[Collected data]

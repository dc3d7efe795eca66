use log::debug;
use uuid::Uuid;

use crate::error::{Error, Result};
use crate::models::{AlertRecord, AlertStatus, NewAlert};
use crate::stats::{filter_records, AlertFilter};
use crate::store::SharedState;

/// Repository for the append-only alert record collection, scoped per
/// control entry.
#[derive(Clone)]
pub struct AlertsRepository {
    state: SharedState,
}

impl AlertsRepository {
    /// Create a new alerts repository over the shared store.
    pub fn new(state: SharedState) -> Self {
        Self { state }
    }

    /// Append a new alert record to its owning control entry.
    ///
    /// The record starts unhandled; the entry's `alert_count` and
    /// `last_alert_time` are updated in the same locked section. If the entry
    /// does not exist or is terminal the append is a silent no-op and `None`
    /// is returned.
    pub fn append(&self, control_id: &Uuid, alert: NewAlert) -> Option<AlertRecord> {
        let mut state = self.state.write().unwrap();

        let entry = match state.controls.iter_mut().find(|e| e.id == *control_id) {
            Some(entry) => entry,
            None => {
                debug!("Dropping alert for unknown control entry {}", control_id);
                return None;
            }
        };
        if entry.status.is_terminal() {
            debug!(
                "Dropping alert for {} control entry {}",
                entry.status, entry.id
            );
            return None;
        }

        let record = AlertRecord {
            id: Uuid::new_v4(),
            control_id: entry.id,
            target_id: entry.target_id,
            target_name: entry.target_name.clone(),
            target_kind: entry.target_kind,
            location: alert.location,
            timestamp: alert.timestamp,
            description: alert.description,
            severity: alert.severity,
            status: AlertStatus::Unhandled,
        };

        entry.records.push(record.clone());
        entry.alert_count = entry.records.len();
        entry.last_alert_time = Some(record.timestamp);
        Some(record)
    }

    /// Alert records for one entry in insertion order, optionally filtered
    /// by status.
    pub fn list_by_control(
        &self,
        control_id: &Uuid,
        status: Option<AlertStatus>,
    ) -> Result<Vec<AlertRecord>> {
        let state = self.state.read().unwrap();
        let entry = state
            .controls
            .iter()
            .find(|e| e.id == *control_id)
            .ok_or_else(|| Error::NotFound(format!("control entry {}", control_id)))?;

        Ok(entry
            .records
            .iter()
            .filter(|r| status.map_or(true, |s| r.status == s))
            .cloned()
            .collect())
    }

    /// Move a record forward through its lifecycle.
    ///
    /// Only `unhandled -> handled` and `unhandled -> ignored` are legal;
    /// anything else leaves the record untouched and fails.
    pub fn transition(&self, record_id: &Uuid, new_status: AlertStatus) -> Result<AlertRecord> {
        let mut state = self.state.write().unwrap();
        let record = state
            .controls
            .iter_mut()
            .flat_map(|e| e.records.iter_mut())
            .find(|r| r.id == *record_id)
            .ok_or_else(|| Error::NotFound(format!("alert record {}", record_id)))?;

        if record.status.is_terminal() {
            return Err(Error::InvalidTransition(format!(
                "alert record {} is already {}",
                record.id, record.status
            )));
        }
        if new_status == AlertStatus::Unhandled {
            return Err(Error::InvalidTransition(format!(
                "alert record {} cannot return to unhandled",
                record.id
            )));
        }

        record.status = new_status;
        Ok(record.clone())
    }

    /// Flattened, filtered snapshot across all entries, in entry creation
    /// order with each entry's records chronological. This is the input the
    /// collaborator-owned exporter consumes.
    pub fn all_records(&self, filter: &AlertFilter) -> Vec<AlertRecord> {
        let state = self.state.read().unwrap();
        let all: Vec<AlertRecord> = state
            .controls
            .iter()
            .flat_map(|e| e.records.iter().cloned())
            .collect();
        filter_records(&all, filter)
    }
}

* * *

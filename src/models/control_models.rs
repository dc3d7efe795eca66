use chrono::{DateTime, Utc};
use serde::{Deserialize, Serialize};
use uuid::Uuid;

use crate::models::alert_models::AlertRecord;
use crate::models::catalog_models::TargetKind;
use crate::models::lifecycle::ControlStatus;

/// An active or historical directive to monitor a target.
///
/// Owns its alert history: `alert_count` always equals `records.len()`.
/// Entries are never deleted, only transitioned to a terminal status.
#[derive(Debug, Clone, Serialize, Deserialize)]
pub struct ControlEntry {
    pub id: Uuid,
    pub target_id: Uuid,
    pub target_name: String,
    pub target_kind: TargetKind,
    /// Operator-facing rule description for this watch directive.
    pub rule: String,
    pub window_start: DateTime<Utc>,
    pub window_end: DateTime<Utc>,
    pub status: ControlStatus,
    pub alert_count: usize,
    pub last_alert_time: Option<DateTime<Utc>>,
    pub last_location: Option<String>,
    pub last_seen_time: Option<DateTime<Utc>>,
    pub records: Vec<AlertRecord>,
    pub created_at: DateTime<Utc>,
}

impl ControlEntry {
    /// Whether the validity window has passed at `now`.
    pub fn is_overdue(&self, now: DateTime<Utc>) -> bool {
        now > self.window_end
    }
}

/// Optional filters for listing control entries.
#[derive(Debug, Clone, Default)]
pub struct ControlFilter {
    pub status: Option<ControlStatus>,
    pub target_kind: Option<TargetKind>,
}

#### What to work on
Once every line above has been checked for the string "ControlEntry", give the number of matching lines and nothing more.

#### Answer to the exercise
2